[Saved entries]
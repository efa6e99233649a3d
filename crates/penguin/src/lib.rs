//! # Penguin
//!
//! Segment download engine: given a leaf content with streams attached,
//! materialize it to a single local file. Manifest parsing, resumable
//! bounded-parallel segment fetching, playlist rewriting, the binary
//! concat and decryption hand-off phases, and the multiplexer invocation
//! all live here.

pub mod concat;
pub mod config;
pub mod decrypt;
pub mod downloader;
pub mod error;
pub mod ffmpeg;
pub mod playlist;
pub mod protocol;
pub mod retry;
pub mod segment;
pub mod state;
pub mod subtitles;

use std::path::PathBuf;
use std::sync::Arc;

use parking_lot::Mutex;
use rustc_hash::FxHashMap;
use tokio_util::sync::CancellationToken;
use tracing::{info, warn};

use polarity_content::{KeyMethod, Media, MediaKind, TargetOs, sanitize};

pub use config::{CodecRule, FfmpegConfig, PenguinConfig};
pub use error::PenguinError;
pub use retry::{RetryAction, RetryPolicy, retry_with_backoff};
pub use segment::{ByteRange, PoolFormat, Segment, SegmentPool};
pub use state::{DownloadStats, PoolsSnapshot, StatePaths};

use downloader::DownloadContext;
use segment::PoolIdGenerator;
use state::StatePaths as Paths;

/// One engine instance, shared by the download workers.
pub struct Penguin {
    config: Arc<PenguinConfig>,
    client: reqwest::Client,
}

impl Penguin {
    pub fn new(config: PenguinConfig) -> Result<Self, PenguinError> {
        let client = config.build_client()?;
        Ok(Self {
            config: Arc::new(config),
            client,
        })
    }

    /// Sanitized per-content directory name.
    pub fn content_name(media: &Media) -> String {
        let raw = match media.kind {
            MediaKind::Episode => format!(
                "{} {}",
                media.lineage.series_title,
                media.short_name()
            ),
            MediaKind::Movie => media.title.clone(),
        };
        sanitize::sanitize_filename(raw.trim(), TargetOs::current())
    }

    /// Fully materialize one leaf: manifests → segments → post phases →
    /// multiplex → move to the templated output path.
    pub async fn download(
        &self,
        media: &Media,
        token: &CancellationToken,
    ) -> Result<PathBuf, PenguinError> {
        let output = media.output.clone().ok_or_else(|| PenguinError::Internal {
            reason: "leaf has no output path".to_string(),
        })?;

        let content_name = Self::content_name(media);
        let paths = Paths::new(&self.config.temp_dir, &content_name);
        tokio::fs::create_dir_all(&paths.temp_dir).await?;

        // Boot: reuse the parsed pools from a previous run or invoke the
        // protocol handlers now.
        let snapshot = match PoolsSnapshot::load(&paths) {
            Some(snapshot) => {
                info!(content = %content_name, "resuming from pool snapshot");
                snapshot
            }
            None => {
                let snapshot = self.build_snapshot(media, &paths).await?;
                snapshot.save(&paths)?;
                snapshot
            }
        };

        // Rewritten playlists exist before any segment does, so the mux
        // inputs are stable across resumes.
        for (pool, input) in snapshot.pools.iter().zip(&snapshot.inputs) {
            if input.hls_playlist {
                playlist::write_local_playlist(pool, &paths.temp_dir)?;
            }
        }

        let stats = DownloadStats::load(&paths)
            .unwrap_or_else(|| DownloadStats::regenerate(&paths));

        let mut key_files: FxHashMap<String, PathBuf> = FxHashMap::default();
        for pool in &snapshot.pools {
            for (key, path) in playlist::key_files(pool, &paths.temp_dir) {
                if let Some(url) = key.url {
                    key_files.insert(url, path);
                }
            }
        }

        let total_segments: usize = snapshot.pools.iter().map(|p| p.total_segments()).sum();
        let ctx = Arc::new(DownloadContext {
            paths: paths.clone(),
            pools: snapshot
                .pools
                .iter()
                .cloned()
                .map(|pool| Arc::new(Mutex::new(pool)))
                .collect(),
            stats: Arc::new(Mutex::new(stats)),
            key_files,
            total_segments,
        });

        info!(
            content = %content_name,
            pools = snapshot.pools.len(),
            segments = total_segments,
            "download started"
        );
        downloader::run_segment_downloaders(
            Arc::clone(&ctx),
            self.client.clone(),
            Arc::clone(&self.config),
            token.clone(),
        )
        .await;
        if token.is_cancelled() {
            return Err(PenguinError::Cancelled);
        }

        // Post phases, strictly sequential.
        if snapshot.concat {
            concat::run_concat(&snapshot.pools, &paths, &ctx.stats).await?;
        }
        if let Some(key) = &snapshot.key
            && key.method == KeyMethod::Widevine
        {
            let raw = key.raw.as_deref().ok_or_else(|| PenguinError::Internal {
                reason: "widevine key without raw bytes".to_string(),
            })?;
            decrypt::run_decrypt(
                &self.config.decrypt_binary,
                raw,
                &snapshot.pools,
                &paths,
                token,
            )
            .await?;
        }

        let mux_target = self
            .config
            .temp_dir
            .join(format!("{content_name}.{}", self.config.ffmpeg.output_ext));
        if self.config.dump_commands {
            let command = ffmpeg::build_mux_command(&snapshot.inputs, &mux_target).join(" ");
            let _ = tokio::fs::write(paths.temp_dir.join("command.txt"), command).await;
        }
        if let Err(e) = ffmpeg::run_mux(
            &self.config.ffmpeg.binary,
            &snapshot.inputs,
            &mux_target,
            &paths.progress,
            token,
        )
        .await
        {
            if !self.config.keep_temp_on_failure {
                paths.cleanup();
            }
            return Err(e);
        }

        if let Some(parent) = output.parent() {
            tokio::fs::create_dir_all(parent).await?;
        }
        move_file(&mux_target, &output).await?;
        paths.cleanup();

        info!(content = %content_name, output = %output.display(), "download complete");
        Ok(output)
    }

    /// Run the protocol handlers over every stream of the leaf.
    ///
    /// The preferred stream is essential; a failing extra stream is
    /// dropped with a warning and the rest of the leaf continues.
    async fn build_snapshot(
        &self,
        media: &Media,
        paths: &StatePaths,
    ) -> Result<PoolsSnapshot, PenguinError> {
        let mut ids = PoolIdGenerator::default();
        let mut snapshot = PoolsSnapshot {
            pools: Vec::new(),
            inputs: Vec::new(),
            concat: false,
            key: media.preferred_stream().and_then(|s| s.key.clone()),
        };

        for stream in &media.streams {
            let extraction = match protocol::extract_stream(
                &self.client,
                &self.config,
                stream,
                &paths.temp_dir,
                &mut ids,
            )
            .await
            {
                Ok(extraction) => extraction,
                Err(e) if !stream.preferred => {
                    warn!(stream = %stream.id, error = %e, "extra stream dropped");
                    continue;
                }
                Err(e) => return Err(e),
            };
            if stream.preferred {
                snapshot.concat = extraction.concat;
            }
            snapshot.pools.extend(extraction.pools);
            snapshot.inputs.extend(extraction.inputs);
        }

        if snapshot.pools.is_empty() {
            return Err(PenguinError::IncompatibleStream {
                url: media
                    .preferred_stream()
                    .map(|s| s.url.clone())
                    .unwrap_or_default(),
            });
        }
        Ok(snapshot)
    }
}

/// Rename with a copy fallback for cross-device moves.
async fn move_file(from: &PathBuf, to: &PathBuf) -> Result<(), PenguinError> {
    match tokio::fs::rename(from, to).await {
        Ok(()) => Ok(()),
        Err(_) => {
            tokio::fs::copy(from, to).await?;
            tokio::fs::remove_file(from).await?;
            Ok(())
        }
    }
}

#[cfg(test)]
mod tests {
    use super::*;
    use polarity_content::Stream;

    #[test]
    fn content_names_are_sanitized() {
        let mut ep = Media::episode("Who? What", "e1", 5);
        ep.lineage.series_title = "Spice: and Wolf".into();
        ep.lineage.season_number = 1;
        let name = Penguin::content_name(&ep);
        assert!(!name.contains(':'));
        assert!(!name.contains('?'));
        assert!(name.contains("S01E05"));

        let movie = Media::movie("Big Film?", "m1");
        assert!(!Penguin::content_name(&movie).contains('?'));
    }

    #[tokio::test]
    async fn snapshot_for_plain_file_stream() {
        let dir = tempfile::tempdir().unwrap();
        let config = PenguinConfig {
            temp_dir: dir.path().to_path_buf(),
            ..PenguinConfig::default()
        };
        let penguin = Penguin::new(config).unwrap();

        let mut movie = Media::movie("Clip", "m1");
        movie
            .streams
            .push(Stream::new("http://example/clip.mp4", "main").preferred());
        let paths = StatePaths::new(dir.path(), "Clip");

        let snapshot = penguin.build_snapshot(&movie, &paths).await.unwrap();
        assert_eq!(snapshot.pools.len(), 1);
        assert_eq!(snapshot.pools[0].id, "unified0");
        assert!(!snapshot.concat);
        assert!(snapshot.key.is_none());

        // The snapshot round-trips through disk.
        std::fs::create_dir_all(&paths.temp_dir).unwrap();
        snapshot.save(&paths).unwrap();
        let reloaded = PoolsSnapshot::load(&paths).unwrap();
        assert_eq!(reloaded.pools[0].id, "unified0");
        assert_eq!(reloaded.inputs.len(), 1);
    }
}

Exercise prompt> Each line from the first line of the entries up to and including the line containing "pub use error::PenguinError;" should be transcribed exactly, with all other lines left out.

Response below>
repository efa6e99233649a3d
filename crates/penguin/src/lib.rs
//! # Penguin
//!
//! Segment download engine: given a leaf content with streams attached,
//! materialize it to a single local file. Manifest parsing, resumable
//! bounded-parallel segment fetching, playlist rewriting, the binary
//! concat and decryption hand-off phases, and the multiplexer invocation
//! all live here.

pub mod concat;
pub mod config;
pub mod decrypt;
pub mod downloader;
pub mod error;
pub mod ffmpeg;
pub mod playlist;
pub mod protocol;
pub mod retry;
pub mod segment;
pub mod state;
pub mod subtitles;

use std::path::PathBuf;
use std::sync::Arc;

use parking_lot::Mutex;
use rustc_hash::FxHashMap;
use tokio_util::sync::CancellationToken;
use tracing::{info, warn};

use polarity_content::{KeyMethod, Media, MediaKind, TargetOs, sanitize};

pub use config::{CodecRule, FfmpegConfig, PenguinConfig};
pub use error::PenguinError;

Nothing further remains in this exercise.